» TASK STATEMENT
Copy each line of the following data that contains "collect".

● ● ● ● ● ● ●

#[cfg(test)]
mod tests {
    use super::*;
    use crate::document::Document;
    use crate::fetch::Resources;
    use crate::graph::UsageGraph;
    use crate::issue::SeverityOverrides;
    use crate::reader::ReadContext;
    use serde_json::{Value, json};

    fn floats(values: &[f32]) -> Vec<u8> {
        values.iter().flat_map(|v| v.to_le_bytes()).collect()
    }

    fn run(value: Value, bin: Vec<u8>) -> Vec<(&'static str, String)> {
        let overrides = SeverityOverrides::new();
        let mut cx = ReadContext::new(IssueSink::new(&overrides));
        let doc = Document::read(&value, &mut cx);
        let graph = UsageGraph::build(&doc);
        let mut resources = Resources::unresolved(&doc);
        resources.buffers[0] = Some(bin);
        let context = Context {
            doc: &doc,
            graph: &graph,
            resources: &resources,
            quantized: false,
        };
        let mut sink = IssueSink::new(&overrides);
        validate(&context, &mut sink);
        sink.issues()
            .iter()
            .map(|i| (i.code.as_str(), i.pointer.clone().unwrap_or_default()))
            .collect()
    }

    fn scalar_doc(len: usize, min: f64, max: f64) -> Value {
        json!({
            "asset": { "version": "2.0" },
            "buffers": [{ "byteLength": len * 4 }],
            "bufferViews": [{ "buffer": 0, "byteLength": len * 4 }],
            "accessors": [{
                "bufferView": 0, "componentType": 5126, "count": len, "type": "SCALAR",
                "min": [min], "max": [max]
            }]
        })
    }

    #[test]
    fn test_exact_bounds() {
        let issues = run(scalar_doc(3, 0.1, 2.5), floats(&[0.1, 2.5, 1.0]));
        assert!(issues.is_empty(), "{issues:?}");
    }

    #[test]
    fn test_loose_bounds() {
        let issues = run(scalar_doc(3, -1.0, 3.0), floats(&[0.0, 2.0, 1.0]));
        assert_eq!(
            issues,
            vec![
                ("ACCESSOR_MIN_MISMATCH", "/accessors/0/min/0".to_string()),
                ("ACCESSOR_MAX_MISMATCH", "/accessors/0/max/0".to_string()),
            ]
        );
    }

    #[test]
    fn test_elements_outside_bounds() {
        let issues = run(scalar_doc(3, 0.5, 1.0), floats(&[0.0, 2.0, 0.75]));
        let codes: Vec<&str> = issues.iter().map(|(c, _)| *c).collect();
        assert!(codes.contains(&"ACCESSOR_ELEMENT_OUT_OF_MIN_BOUND"));
        assert!(codes.contains(&"ACCESSOR_ELEMENT_OUT_OF_MAX_BOUND"));
    }

    fn zero_based_sparse(count: u64, max: f64) -> (Value, Vec<u8>) {
        let mut bin = vec![1u8, 5, 0, 0];
        bin.extend_from_slice(&floats(&[2.0, 3.0]));
        let value = json!({
            "asset": { "version": "2.0" },
            "buffers": [{ "byteLength": bin.len() }],
            "bufferViews": [
                { "buffer": 0, "byteLength": 2 },
                { "buffer": 0, "byteOffset": 4, "byteLength": 8 }
            ],
            "accessors": [{
                "componentType": 5126, "count": count, "type": "SCALAR",
                "min": [0.0], "max": [max],
                "sparse": {
                    "count": 2,
                    "indices": { "bufferView": 0, "componentType": 5121 },
                    "values": { "bufferView": 1 }
                }
            }]
        });
        (value, bin)
    }

    #[test]
    fn test_sparse_without_view_keeps_implicit_zero() {
        let (value, bin) = zero_based_sparse(1_000_000_000_000, 3.0);
        let issues = run(value, bin);
        assert!(issues.is_empty(), "{issues:?}");
    }

    #[test]
    fn test_sparse_without_view_reports_bounds() {
        let (value, bin) = zero_based_sparse(4_000_000_000_000_000_000, 2.0);
        assert_eq!(
            run(value, bin),
            vec![
                ("ACCESSOR_MAX_MISMATCH", "/accessors/0/max/0".to_string()),
                ("ACCESSOR_ELEMENT_OUT_OF_MAX_BOUND", "/accessors/0/max/0".to_string()),
            ]
        );
    }

    #[test]
    fn test_huge_count_on_small_view_is_skipped() {
        let mut value = scalar_doc(1, 0.0, 0.0);
        value["accessors"][0]["count"] = json!(4_000_000_000_000_000_000u64);
        let issues = run(value, floats(&[0.0]));
        assert!(issues.is_empty(), "{issues:?}");
    }

    #[test]
    fn test_invalid_float_reported_once() {
        let issues = run(scalar_doc(3, 0.0, 0.0), floats(&[f32::NAN, 0.0, f32::INFINITY]));
        assert_eq!(issues, vec![("ACCESSOR_INVALID_FLOAT", "/accessors/0".to_string())]);
    }

    #[test]
    fn test_animation_input_order() {
        let mut value = scalar_doc(3, -1.0, 1.0);
        value["animations"] = json!([{
            "channels": [],
            "samplers": [{ "input": 0, "output": 0 }]
        }]);
        let issues = run(value, floats(&[-1.0, 1.0, 1.0]));
        assert!(issues.contains(&("ACCESSOR_ANIMATION_INPUT_NEGATIVE", "/accessors/0".to_string())));
        assert!(issues.contains(&("ACCESSOR_ANIMATION_INPUT_NON_INCREASING", "/accessors/0".to_string())));
    }

    #[test]
    fn test_indices() {
        let mut bin = floats(&[0.0, 0.0, 0.0, 1.0, 0.0, 0.0, 0.0, 1.0, 0.0]);
        for index in [0u16, 1, 1, 0, 7, 0xFFFF] {
            bin.extend_from_slice(&index.to_le_bytes());
        }
        let value = json!({
            "asset": { "version": "2.0" },
            "buffers": [{ "byteLength": bin.len() }],
            "bufferViews": [
                { "buffer": 0, "byteLength": 36 },
                { "buffer": 0, "byteOffset": 36, "byteLength": 12 }
            ],
            "accessors": [
                { "bufferView": 0, "componentType": 5126, "count": 3, "type": "VEC3",
                  "min": [0, 0, 0], "max": [1, 1, 0] },
                { "bufferView": 1, "componentType": 5123, "count": 6, "type": "SCALAR" }
            ],
            "meshes": [{ "primitives": [{ "attributes": { "POSITION": 0 }, "indices": 1 }] }]
        });
        assert_eq!(
            run(value, bin),
            vec![
                ("ACCESSOR_INDEX_OOB", "/accessors/1".to_string()),
                ("ACCESSOR_INDEX_PRIMITIVE_RESTART", "/accessors/1".to_string()),
                ("ACCESSOR_INDEX_TRIANGLE_DEGENERATE", "/accessors/1".to_string()),
            ]
        );
    }

    #[test]
    fn test_inverse_bind_matrices() {
        let mut identity = [0.0f32; 16];
        for d in [0, 5, 10, 15] {
            identity[d] = 1.0;
        }
        let mut projective = identity;
        projective[3] = 0.5;
        let bin: Vec<u8> = floats(&identity).into_iter().chain(floats(&projective)).collect();
        let value = json!({
            "asset": { "version": "2.0" },
            "buffers": [{ "byteLength": 128 }],
            "bufferViews": [{ "buffer": 0, "byteLength": 128 }],
            "accessors": [{ "bufferView": 0, "componentType": 5126, "count": 2, "type": "MAT4" }],
            "nodes": [{}],
            "skins": [{ "inverseBindMatrices": 0, "joints": [0] }]
        });
        assert_eq!(run(value, bin), vec![("ACCESSOR_INVALID_IBM", "/accessors/0".to_string())]);
    }

    #[test]
    fn test_cubic_rotation_checks_values_only() {
        // In/out tangents are not unit; only the middle element is checked
        let bin = floats(&[
            0.0, 0.0, 0.0, 0.0, //
            0.0, 0.0, 0.0, 1.0, //
            0.0, 0.0, 0.0, 0.0, //
            2.0, 0.0, 0.0, 0.0, //
            0.0, 0.0, 0.0, 0.9, //
            2.0, 0.0, 0.0, 0.0,
        ]);
        let value = json!({
            "asset": { "version": "2.0" },
            "buffers": [{ "byteLength": bin.len() }],
            "bufferViews": [{ "buffer": 0, "byteLength": bin.len() }],
            "accessors": [{ "bufferView": 0, "componentType": 5126, "count": 6, "type": "VEC4" }],
            "nodes": [{}],
            "animations": [{
                "channels": [{ "sampler": 0, "target": { "node": 0, "path": "rotation" } }],
                "samplers": [{ "input": 0, "output": 0, "interpolation": "CUBICSPLINE" }]
            }]
        });
        let issues = run(value, bin);
        let non_unit: Vec<_> = issues.iter().filter(|(c, _)| *c == "ACCESSOR_NON_UNIT").collect();
        assert_eq!(non_unit.len(), 1);
    }

    #[test]
    fn test_skinning_sets() {
        let mut bin = Vec::new();
        // JOINTS_0: vertex 0 fine, vertex 1 repeats joint 1 and uses joint 2 with zero weight
        bin.extend_from_slice(&[1u8, 0, 0, 0, 1, 1, 2, 0]);
        bin.extend_from_slice(&floats(&[1.0, 0.0, 0.0, 0.0, 0.5, 0.25, 0.0, 0.0]));
        let value = json!({
            "asset": { "version": "2.0" },
            "buffers": [{ "byteLength": bin.len() }],
            "bufferViews": [
                { "buffer": 0, "byteLength": 8 },
                { "buffer": 0, "byteOffset": 8, "byteLength": 32 }
            ],
            "accessors": [
                { "bufferView": 0, "componentType": 5121, "count": 2, "type": "VEC4" },
                { "bufferView": 1, "componentType": 5126, "count": 2, "type": "VEC4" }
            ],
            "meshes": [{ "primitives": [{ "attributes": { "JOINTS_0": 0, "WEIGHTS_0": 1 } }] }],
            "nodes": [{ "mesh": 0, "skin": 0 }, {}, {}],
            "skins": [{ "joints": [0, 1] }]
        });
        let issues = run(value, bin);
        for expected in [
            ("ACCESSOR_JOINTS_INDEX_OOB", "/accessors/0"),
            ("ACCESSOR_JOINTS_USED_ZERO_WEIGHT", "/accessors/0"),
            ("ACCESSOR_WEIGHTS_NON_NORMALIZED", "/accessors/1"),
        ] {
            assert!(
                issues.contains(&(expected.0, expected.1.to_string())),
                "missing {expected:?} in {issues:?}"
            );
        }
        // Repeats within the first set are not duplicates
        assert!(!issues.iter().any(|(code, _)| *code == "ACCESSOR_JOINTS_INDEX_DUPLICATE"));
    }

    #[test]
    fn test_joint_duplicates_across_sets() {
        let mut bin = Vec::new();
        // JOINTS_0 = [1, 2, 0, 0], JOINTS_1 = [2, 3, 0, 0]
        bin.extend_from_slice(&[1u8, 2, 0, 0]);
        bin.extend_from_slice(&[2u8, 3, 0, 0]);
        bin.extend_from_slice(&floats(&[0.25, 0.25, 0.0, 0.0]));
        bin.extend_from_slice(&floats(&[0.25, 0.25, 0.0, 0.0]));
        let value = json!({
            "asset": { "version": "2.0" },
            "buffers": [{ "byteLength": bin.len() }],
            "bufferViews": [
                { "buffer": 0, "byteLength": 4 },
                { "buffer": 0, "byteOffset": 4, "byteLength": 4 },
                { "buffer": 0, "byteOffset": 8, "byteLength": 16 },
                { "buffer": 0, "byteOffset": 24, "byteLength": 16 }
            ],
            "accessors": [
                { "bufferView": 0, "componentType": 5121, "count": 1, "type": "VEC4" },
                { "bufferView": 1, "componentType": 5121, "count": 1, "type": "VEC4" },
                { "bufferView": 2, "componentType": 5126, "count": 1, "type": "VEC4" },
                { "bufferView": 3, "componentType": 5126, "count": 1, "type": "VEC4" }
            ],
            "meshes": [{ "primitives": [{ "attributes": {
                "JOINTS_0": 0, "JOINTS_1": 1, "WEIGHTS_0": 2, "WEIGHTS_1": 3
            } }] }],
            "nodes": [{ "mesh": 0, "skin": 0 }, {}, {}, {}],
            "skins": [{ "joints": [0, 1, 2, 3] }]
        });
        assert_eq!(run(value, bin), vec![("ACCESSOR_JOINTS_INDEX_DUPLICATE", "/accessors/1".to_string())]);
    }
}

● ● ● ● ● ● ●

» SOLUTION TO THIS PROBLEM
        values.iter().flat_map(|v| v.to_le_bytes()).collect()
            .collect()
        let codes: Vec<&str> = issues.iter().map(|(c, _)| *c).collect();
        let bin: Vec<u8> = floats(&identity).into_iter().chain(floats(&projective)).collect();
        let non_unit: Vec<_> = issues.iter().filter(|(c, _)| *c == "ACCESSOR_NON_UNIT").collect();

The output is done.